さ、今ならどうか? こんなことしたら逃げられちゃいますね、ほんと。しかし2回目のデートで思い当たるのは、食事以外ですと、たいして見ない映画とか(すぐ寝ちゃうんですワタシ)、行ったこともない遊園地(そもそもあまり好きではない)ではまったくもって面白くない。はて、どうしたものか。

実はこの時点で、9年前に書いた本のコンテンツがまったく今の時代に合わないことに気づいたのです。結婚や恋愛、お付き合いの形など、あの時は使えたぞ!というものが、時代と共に大きく変わっているのです。

第6章、「ひとりで行動する」。 まさに「ひとり時間を楽しむ」ネットメディア『DANRO』のコンセプトを先取りしていたかのようなタイトルではありませんか。

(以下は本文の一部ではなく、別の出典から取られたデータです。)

//! CLI tool for inspecting database schemas

use anyhow::{Context, Result};
use clap::{Parser, Subcommand, ValueEnum};
use std::fs::File;
use std::io::{self, Write};
use std::path::{Path, PathBuf};

use schema_scan::engines::mysql::MySqlTypeClassifier;
use schema_scan::{init_logging, Factory, Source, SourceConfiguration};

/// Entry point for the schema-tool CLI
#[derive(Parser)]
#[command(name = "schema-tool")]
#[command(about = "Introspect a database schema into a normalized table model", long_about = None)]
struct Cli {
    #[command(subcommand)]
    command: Commands,
}

#[derive(Subcommand)]
enum Commands {
    /// Scan every base table and print the normalized items
    Scan {
        /// Path to the source configuration file (TOML, YAML or JSON)
        #[arg(short, long, value_name = "CONFIG")]
        config: PathBuf,
        /// Output format
        #[arg(short, long, value_enum, default_value = "json")]
        format: OutputFormat,
        /// Output file ('-' for stdout)
        #[arg(short, long, value_name = "OUTPUT", default_value = "-")]
        output: PathBuf,
    },
    /// List base tables, marking the excluded ones
    Tables {
        /// Path to the source configuration file (TOML, YAML or JSON)
        #[arg(short, long, value_name = "CONFIG")]
        config: PathBuf,
    },
    /// Classify a single MySQL column type token, e.g. "bigint(20) unsigned"
    Classify {
        /// Column type as reported by SHOW FULL COLUMNS
        token: String,
    },
}

#[derive(ValueEnum, Clone, Copy)]
enum OutputFormat {
    Json,
    Yaml,
}

fn write_output(output: &Path, text: &str) -> Result<()> {
    if output.to_string_lossy() == "-" {
        io::stdout().write_all(text.as_bytes())?;
    } else {
        let mut out_file = File::create(output)
            .with_context(|| format!("failed to create {}", output.display()))?;
        out_file.write_all(text.as_bytes())?;
    }
    Ok(())
}

async fn load_config(path: &Path) -> Result<SourceConfiguration> {
    SourceConfiguration::from_file(path)
        .await
        .with_context(|| format!("failed to load configuration from {}", path.display()))
}

#[tokio::main]
async fn main() -> Result<()> {
    init_logging();
    let cli = Cli::parse();

    match cli.command {
        Commands::Scan {
            config,
            format,
            output,
        } => {
            let configuration = load_config(&config).await?;
            let mut source = Source::new(configuration, Vec::new());
            source.load().await.context("scan failed")?;

            let mut text = match format {
                OutputFormat::Json => serde_json::to_string_pretty(source.items())?,
                OutputFormat::Yaml => serde_yaml::to_string(source.items())?,
            };
            if !text.ends_with('\n') {
                text.push('\n');
            }
            write_output(&output, &text)?;
            source.close().await?;
        }
        Commands::Tables { config } => {
            let configuration = load_config(&config).await?;
            let connection = Factory::connect(&configuration).await?;
            let scanner = Factory::scanner(&configuration, connection.clone())?;

            for table in scanner.tables().await? {
                if configuration.excludes.contains(&table) {
                    println!("{} (excluded)", table);
                } else {
                    println!("{}", table);
                }
            }
            connection.close().await?;
        }
        Commands::Classify { token } => {
            let info = MySqlTypeClassifier::new()
                .classify(&token)
                .with_context(|| format!("malformed type token: {}", token))?;
            println!("{}", serde_json::to_string_pretty(&info)?);
        }
    }

    Ok(())
}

出会いの確率を上げるという意味では、集団で行動するよりひとりでいたほうが、声をかけたりかけられたりすることは多いと思うのですよ。

そこで登場するのが、ワインバーというようなカウンターがある店。何度か通っていると、ソムリエが「こちらのお客様はですね……」など隣の紳士を紹介してくれることもある、と書いてあるが、ぼくは淑女を紹介されたことがない……。ダメじゃん! たまたまなのか、店が悪かったのか、自分に問題があったからなのか? うーむ。

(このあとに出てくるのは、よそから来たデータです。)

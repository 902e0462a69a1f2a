use tracing::debug;

use crate::engines::model::{Index, IndexType, PrimaryKey, Relation, RelationType, TableRef};
use crate::engines::mysql::ddl::{parse_table_definition, ForeignKeyDefinition};
use crate::engines::{RelationResolver, TableConstraints};
use crate::error::{Error, Result};

/// Resolves keys and foreign-key relations from `SHOW CREATE TABLE` text.
///
/// References without a database qualifier belong to `database`, the one
/// being scanned. Only those get a reciprocal `has-many`: tables in other
/// databases are outside the scan.
#[derive(Debug, Clone)]
pub struct MySqlRelationResolver {
    database: String,
}

impl MySqlRelationResolver {
    pub fn new(database: impl Into<String>) -> Self {
        Self {
            database: database.into(),
        }
    }

    fn belongs_to(&self, fk: ForeignKeyDefinition) -> Relation {
        Relation {
            relation_type: RelationType::BelongsTo,
            columns: fk.columns,
            references: fk.references,
            on: TableRef {
                database: fk.database.unwrap_or_else(|| self.database.clone()),
                table: fk.table,
            },
        }
    }
}

impl RelationResolver for MySqlRelationResolver {
    fn resolve(&self, table: &str, definition: &str) -> Result<TableConstraints> {
        let parsed = parse_table_definition(definition).map_err(|e| Error::Definition {
            table: table.to_string(),
            message: e.to_string(),
        })?;

        let indexes = parsed
            .keys
            .into_iter()
            .map(|key| Index {
                index_type: if key.unique {
                    IndexType::Unique
                } else {
                    IndexType::Index
                },
                index: key.name,
                columns: key.columns,
            })
            .collect();

        let mut constraints = TableConstraints {
            primary_key: PrimaryKey {
                columns: parsed.primary_key.unwrap_or_default(),
            },
            indexes,
            ..Default::default()
        };

        for fk in parsed.foreign_keys {
            let relation = self.belongs_to(fk);
            debug!(
                table = %table,
                referenced_database = %relation.on.database,
                referenced_table = %relation.on.table,
                "Resolved foreign key"
            );

            if relation.on.database == self.database {
                let reciprocal = relation.reciprocal(TableRef {
                    database: self.database.clone(),
                    table: table.to_string(),
                });
                constraints
                    .reciprocals
                    .push((relation.on.table.clone(), reciprocal));
            }
            constraints.relations.push(relation);
        }

        Ok(constraints)
    }
}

オオクニヌシが力を授けられる瞬間。出雲大社にひとり旅。

時折出かけるひとり旅はいいかもしれない、とは思います。しかし、未知なる旅先で劇的な出会いがあれば! と気持ちは高まりますが、現実はそう甘くはありません。この夏に、岩手・宮古から東京まで車でひとり旅を試みましたが、まったく「そんなこと」はなかった……。

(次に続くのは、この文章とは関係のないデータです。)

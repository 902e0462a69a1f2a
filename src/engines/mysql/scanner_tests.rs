use async_trait::async_trait;
use std::collections::HashMap;
use std::sync::atomic::{AtomicUsize, Ordering};
use std::sync::Arc;
use std::time::Duration;

use crate::database::memory::{MemoryConnection, MemoryRow};
use crate::database::{DatabaseConnection, DatabaseResult, DatabaseRow, DatabaseType};
use crate::engines::model::{RelationType, SemanticType};
use crate::engines::mysql::{MySqlColumnNormalizer, MySqlScanner};
use crate::engines::Scanner;
use crate::error::Error;

const TABLES_SQL: &str = "SHOW FULL TABLES FROM `app` WHERE Table_type = 'BASE TABLE'";

fn columns_sql(table: &str) -> String {
    format!("SHOW FULL COLUMNS FROM `app`.`{}`", table)
}

fn create_sql(table: &str) -> String {
    format!("SHOW CREATE TABLE `app`.`{}`", table)
}

fn column(field: &str, column_type: &str, null: &str, extra: &str) -> MemoryRow {
    MemoryRow::new()
        .set("Field", field)
        .set("Type", column_type)
        .set("Null", null)
        .null("Default")
        .set("Extra", extra)
        .set("Comment", "")
}

fn table_row(name: &str) -> MemoryRow {
    MemoryRow::new()
        .set("Tables_in_app", name)
        .set("Table_type", "BASE TABLE")
}

fn create_row(name: &str, ddl: &str) -> Vec<MemoryRow> {
    vec![MemoryRow::new().set("Table", name).set("Create Table", ddl)]
}

/// `posts` is enumerated before `users`, so the reciprocal for `users` is
/// contributed by a table fetched earlier.
fn fixture() -> MemoryConnection {
    MemoryConnection::new(DatabaseType::MySql)
        .with_rows(
            TABLES_SQL,
            vec![
                table_row("posts"),
                table_row("users"),
                table_row("migrations"),
                table_row("audit_log"),
            ],
        )
        .with_rows(
            columns_sql("posts"),
            vec![
                column("id", "bigint(20) unsigned", "NO", "auto_increment"),
                column("user_id", "bigint(20) unsigned", "NO", ""),
                column("published", "tinyint(1)", "NO", ""),
            ],
        )
        .with_rows(
            create_sql("posts"),
            create_row(
                "posts",
                "CREATE TABLE `posts` (\n  `id` bigint(20) unsigned NOT NULL AUTO_INCREMENT,\n  `user_id` bigint(20) unsigned NOT NULL,\n  `published` tinyint(1) NOT NULL,\n  PRIMARY KEY (`id`),\n  KEY `posts_user_id_index` (`user_id`),\n  CONSTRAINT `posts_user_id_foreign` FOREIGN KEY (`user_id`) REFERENCES `users` (`id`)\n) ENGINE=InnoDB",
            ),
        )
        .with_rows(
            columns_sql("users"),
            vec![
                column("id", "bigint(20) unsigned", "NO", "auto_increment"),
                column("email", "varchar(191)", "NO", ""),
                column("role", "enum('admin','member')", "YES", ""),
            ],
        )
        .with_rows(
            create_sql("users"),
            create_row(
                "users",
                "CREATE TABLE `users` (\n  `id` bigint(20) unsigned NOT NULL AUTO_INCREMENT,\n  `email` varchar(191) NOT NULL,\n  `role` enum('admin','member') DEFAULT NULL,\n  PRIMARY KEY (`id`),\n  UNIQUE KEY `users_email_unique` (`email`)\n) ENGINE=InnoDB",
            ),
        )
        .with_rows(
            columns_sql("migrations"),
            vec![column("name", "varchar(255)", "NO", "")],
        )
        .with_rows(
            create_sql("migrations"),
            create_row(
                "migrations",
                "CREATE TABLE `migrations` (\n  `name` varchar(255) NOT NULL\n) ENGINE=InnoDB",
            ),
        )
        .with_rows(
            columns_sql("audit_log"),
            vec![
                column("user_id", "bigint(20) unsigned", "YES", ""),
                column("amount", "decimal(10,2)", "NO", ""),
            ],
        )
        .with_rows(
            create_sql("audit_log"),
            create_row(
                "audit_log",
                "CREATE TABLE `audit_log` (\n  `user_id` bigint(20) unsigned DEFAULT NULL,\n  `amount` decimal(10,2) NOT NULL,\n  CONSTRAINT `audit_user_fk` FOREIGN KEY (`user_id`) REFERENCES `accounts`.`users` (`id`)\n) ENGINE=InnoDB",
            ),
        )
}

/// Memory executor that holds every query for a while and records how many
/// were in flight at once.
struct SlowConnection {
    inner: MemoryConnection,
    delay: Duration,
    delays: HashMap<String, Duration>,
    in_flight: AtomicUsize,
    peak: AtomicUsize,
}

impl SlowConnection {
    fn new(inner: MemoryConnection, delay: Duration) -> Self {
        Self {
            inner,
            delay,
            delays: HashMap::new(),
            in_flight: AtomicUsize::new(0),
            peak: AtomicUsize::new(0),
        }
    }

    fn delay_for(mut self, sql: impl Into<String>, delay: Duration) -> Self {
        self.delays.insert(sql.into(), delay);
        self
    }

    fn peak(&self) -> usize {
        self.peak.load(Ordering::SeqCst)
    }
}

#[async_trait]
impl DatabaseConnection for SlowConnection {
    async fn query(&self, query: &str) -> DatabaseResult<Vec<Box<dyn DatabaseRow>>> {
        let now = self.in_flight.fetch_add(1, Ordering::SeqCst) + 1;
        self.peak.fetch_max(now, Ordering::SeqCst);

        let delay = self.delays.get(query).copied().unwrap_or(self.delay);
        tokio::time::sleep(delay).await;
        let result = self.inner.query(query).await;

        self.in_flight.fetch_sub(1, Ordering::SeqCst);
        result
    }

    fn get_database_type(&self) -> DatabaseType {
        self.inner.get_database_type()
    }

    async fn close(&self) -> DatabaseResult<()> {
        self.inner.close().await
    }
}

/// Tables with a single `id` column, enumerated in the given order. Every
/// table named in `children` references `users`.
fn many_tables(names: &[&str], children: &[&str]) -> MemoryConnection {
    let mut conn = MemoryConnection::new(DatabaseType::MySql)
        .with_rows(TABLES_SQL, names.iter().map(|n| table_row(n)).collect());

    for name in names {
        let ddl = if children.contains(name) {
            format!(
                "CREATE TABLE `{0}` (\n  `id` int NOT NULL,\n  `user_id` int NOT NULL,\n  PRIMARY KEY (`id`),\n  CONSTRAINT `{0}_user_fk` FOREIGN KEY (`user_id`) REFERENCES `users` (`id`)\n)",
                name
            )
        } else {
            format!(
                "CREATE TABLE `{}` (\n  `id` int NOT NULL,\n  PRIMARY KEY (`id`)\n)",
                name
            )
        };
        conn = conn
            .with_rows(columns_sql(name), vec![column("id", "int(11)", "NO", "")])
            .with_rows(create_sql(name), create_row(name, &ddl));
    }
    conn
}

fn scanner(conn: Arc<dyn DatabaseConnection>, excludes: &[&str]) -> MySqlScanner {
    MySqlScanner::new(
        conn,
        "app",
        MySqlColumnNormalizer::new(),
        excludes.iter().map(|s| s.to_string()),
    )
}

#[tokio::test]
async fn test_scan_builds_items_in_enumeration_order() {
    let items = scanner(Arc::new(fixture()), &[]).scan().await.unwrap();

    let names: Vec<&str> = items.iter().map(|i| i.table.as_str()).collect();
    assert_eq!(names, vec!["posts", "users", "migrations", "audit_log"]);
    assert!(items.iter().all(|i| i.schema == "app"));

    let posts = &items[0];
    assert_eq!(posts.primary_key.columns, vec!["id"]);
    assert_eq!(posts.indexes[0].index, "posts_user_id_index");
    let published = posts.column("published").unwrap();
    assert_eq!(published.semantic_type, SemanticType::Bool);
    assert_eq!(published.size, None);
    let id = posts.column("id").unwrap();
    assert_eq!(id.unsigned, Some(true));
    assert_eq!(id.size, Some(20));
    assert_eq!(id.autoincrement, Some(true));

    let users = &items[1];
    let role = users.column("role").unwrap();
    assert!(role.nullable);
    assert_eq!(
        role.enum_values,
        Some(vec!["admin".to_string(), "member".to_string()])
    );
}

#[tokio::test]
async fn test_scan_attaches_reciprocal_relations() {
    let items = scanner(Arc::new(fixture()), &[]).scan().await.unwrap();
    let posts = &items[0];
    let users = &items[1];

    assert_eq!(posts.relations.len(), 1);
    let belongs_to = &posts.relations[0];
    assert_eq!(belongs_to.relation_type, RelationType::BelongsTo);
    assert_eq!(belongs_to.columns, vec!["user_id"]);
    assert_eq!(belongs_to.references, vec!["id"]);
    assert_eq!(belongs_to.on.table, "users");
    assert_eq!(belongs_to.on.database, "app");

    assert_eq!(users.relations.len(), 1);
    let has_many = &users.relations[0];
    assert_eq!(has_many.relation_type, RelationType::HasMany);
    assert_eq!(has_many.columns, vec!["id"]);
    assert_eq!(has_many.references, vec!["user_id"]);
    assert_eq!(has_many.on.table, "posts");
    assert_eq!(has_many.on.database, "app");
}

#[tokio::test]
async fn test_cross_database_reference_has_no_reciprocal() {
    let items = scanner(Arc::new(fixture()), &[]).scan().await.unwrap();
    let audit = items.iter().find(|i| i.table == "audit_log").unwrap();

    assert_eq!(audit.relations.len(), 1);
    assert_eq!(audit.relations[0].on.database, "accounts");
    assert_eq!(audit.relations[0].on.table, "users");
    assert_eq!(audit.primary_key.columns, Vec::<String>::new());

    // The local `users` table only hears about `posts`.
    let users = items.iter().find(|i| i.table == "users").unwrap();
    assert!(users.relations.iter().all(|r| r.on.table != "audit_log"));
}

#[tokio::test]
async fn test_excluded_tables_are_skipped() {
    let conn = Arc::new(fixture());
    let items = scanner(conn.clone(), &["users", "migrations"])
        .scan()
        .await
        .unwrap();

    let names: Vec<&str> = items.iter().map(|i| i.table.as_str()).collect();
    assert_eq!(names, vec!["posts", "audit_log"]);
    // The foreign key into the excluded table is still reported.
    assert_eq!(items[0].relations[0].on.table, "users");

    let executed = conn.executed().await;
    assert!(!executed.contains(&columns_sql("users")));
    assert!(!executed.contains(&create_sql("users")));
    assert!(!executed.contains(&create_sql("migrations")));
}

#[tokio::test]
async fn test_exclusion_is_case_sensitive() {
    let items = scanner(Arc::new(fixture()), &["Users"]).scan().await.unwrap();
    assert_eq!(items.len(), 4);
}

#[tokio::test]
async fn test_scan_is_idempotent() {
    let scanner = scanner(Arc::new(fixture()), &[]);
    let first = scanner.scan().await.unwrap();
    let second = scanner.scan().await.unwrap();
    assert_eq!(first, second);
}

#[tokio::test]
async fn test_concurrency_does_not_change_result() {
    let serial = scanner(Arc::new(fixture()), &[])
        .with_concurrency(1)
        .scan()
        .await
        .unwrap();
    let parallel = scanner(Arc::new(fixture()), &[])
        .with_concurrency(16)
        .scan()
        .await
        .unwrap();
    assert_eq!(serial, parallel);
}

#[tokio::test]
async fn test_failed_fetch_aborts_scan() {
    let conn = fixture().with_failure(columns_sql("users"), "Table 'app.users' doesn't exist");
    let result = scanner(Arc::new(conn), &[]).scan().await;

    match result {
        Err(Error::Query(msg)) => assert!(msg.contains("doesn't exist")),
        other => panic!("expected query error, got {:?}", other),
    }
}

#[tokio::test]
async fn test_failed_enumeration_aborts_scan() {
    let conn = MemoryConnection::new(DatabaseType::MySql).with_failure(TABLES_SQL, "denied");
    let result = scanner(Arc::new(conn), &[]).scan().await;
    assert!(matches!(result, Err(Error::Query(_))));
}

#[tokio::test]
async fn test_malformed_column_type_aborts_scan() {
    let conn = fixture().with_rows(
        columns_sql("migrations"),
        vec![column("name", "(255)", "NO", "")],
    );
    let result = scanner(Arc::new(conn), &[]).scan().await;

    match result {
        Err(Error::MalformedType { column, token }) => {
            assert_eq!(column, "name");
            assert_eq!(token, "(255)");
        }
        other => panic!("expected malformed type error, got {:?}", other),
    }
}

#[tokio::test]
async fn test_missing_definition_row_is_a_query_error() {
    let conn = fixture().with_rows(create_sql("migrations"), vec![]);
    let result = scanner(Arc::new(conn), &[]).scan().await;
    assert!(matches!(result, Err(Error::Query(_))));
}

#[tokio::test]
async fn test_empty_database() {
    let conn = MemoryConnection::new(DatabaseType::MySql).with_rows(TABLES_SQL, vec![]);
    let items = scanner(Arc::new(conn), &[]).scan().await.unwrap();
    assert!(items.is_empty());
}

#[tokio::test]
async fn test_tables_lists_before_exclusions() {
    let tables = scanner(Arc::new(fixture()), &["users"]).tables().await.unwrap();
    assert_eq!(tables, vec!["posts", "users", "migrations", "audit_log"]);
}

#[tokio::test]
async fn test_in_flight_fetches_stay_within_limit() {
    let names = ["t0", "t1", "t2", "t3", "t4", "t5", "t6", "t7"];
    let conn = Arc::new(SlowConnection::new(
        many_tables(&names, &[]),
        Duration::from_millis(5),
    ));

    let items = scanner(conn.clone(), &[])
        .with_concurrency(2)
        .scan()
        .await
        .unwrap();

    assert_eq!(items.len(), names.len());
    assert_eq!(conn.peak(), 2);
}

#[tokio::test]
async fn test_failure_stops_later_fetches() {
    let names = ["t0", "t1", "t2", "t3", "t4"];
    let conn = Arc::new(many_tables(&names, &[]).with_failure(columns_sql("t1"), "gone"));

    let result = scanner(conn.clone(), &[]).with_concurrency(1).scan().await;
    assert!(matches!(result, Err(Error::Query(_))));

    let executed = conn.executed().await;
    assert!(executed.contains(&create_sql("t0")));
    assert!(executed.contains(&columns_sql("t1")));
    assert!(!executed.contains(&create_sql("t1")));
    for later in ["t2", "t3", "t4"] {
        assert!(!executed.contains(&columns_sql(later)));
        assert!(!executed.contains(&create_sql(later)));
    }
}

#[tokio::test]
async fn test_reciprocals_follow_enumeration_order_not_completion_order() {
    // `c` finishes last and `b` first, yet `users` lists them as enumerated.
    let conn = Arc::new(
        SlowConnection::new(
            many_tables(&["c", "a", "b", "users"], &["c", "a", "b"]),
            Duration::from_millis(1),
        )
        .delay_for(columns_sql("c"), Duration::from_millis(60))
        .delay_for(columns_sql("a"), Duration::from_millis(30)),
    );

    let items = scanner(conn, &[]).with_concurrency(8).scan().await.unwrap();

    let users = items.iter().find(|i| i.table == "users").unwrap();
    let sources: Vec<&str> = users.relations.iter().map(|r| r.on.table.as_str()).collect();
    assert_eq!(sources, vec!["c", "a", "b"]);
    assert!(users
        .relations
        .iter()
        .all(|r| r.relation_type == RelationType::HasMany));
}

#[tokio::test]
async fn test_unreadable_definition_aborts_scan() {
    let conn = fixture().with_rows(
        create_sql("migrations"),
        create_row("migrations", "CREATE TABLE `migrations` ("),
    );
    let result = scanner(Arc::new(conn), &[]).scan().await;

    match result {
        Err(Error::Definition { table, .. }) => assert_eq!(table, "migrations"),
        other => panic!("expected definition error, got {:?}", other),
    }
}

期待するとだめなのかな、と気落ちする自分にカツを入れるものの、今年ももうあとわずか。あっという間にクリスマスのジングルベルが鳴り響き、すぐに年の瀬と新年がどどっとやってきます。電車が発車しそうなのに待ち人現れず、という状況は避けたい。しかしここまでくると、ひとり旅に期待するどころの話ではないなあ。

第7章、「成婚者の生活習慣をまねる」。ここには4つの習慣が書かれています。掃除、早起き、料理、神社巡り。ちょっと待てよ。全部当てはまっているのに、今の自分にはまったく効き目がない。

第8章、「ダメなら次! 決して諦めない」。前回も書いたように、昨年のクリスマスに女医さんとの合コンで打ちのめされて以来、すっかりしょぼんとしている自分。でも読み返すといいことが書いてありますよ。

「あきらめと後悔からは何も生まれない」。確かにその通りだ。

「人を好きになる力に勝るものなし」。そうだったのか。

おいおい、自分で書いたんだろって。すみません、拙著を思い出しながらセルフカバーしてるみたいですが、書いたことをそのまま実践しても、うまくいくはずはありません。これは仕事でもなんでも同じであります。

やはり、過去の行動パターンの進化系で動いてもダメですな。この時点で、まったく使えないということはないけれども、その当時の経験や事例が限りなく古くなっているということです。いわゆる「オワコン」です。

さて、そんなことを考えつつ目の前にある仕事やタスクをこなしていく、極めて日常的な時間が過ぎていく日々。50代で独身になってはや3年と4か月。天候大荒れな今年の日本のすでに冬ではありますが、少し風向きが変わったのか、「いいこと」が突然やってきました。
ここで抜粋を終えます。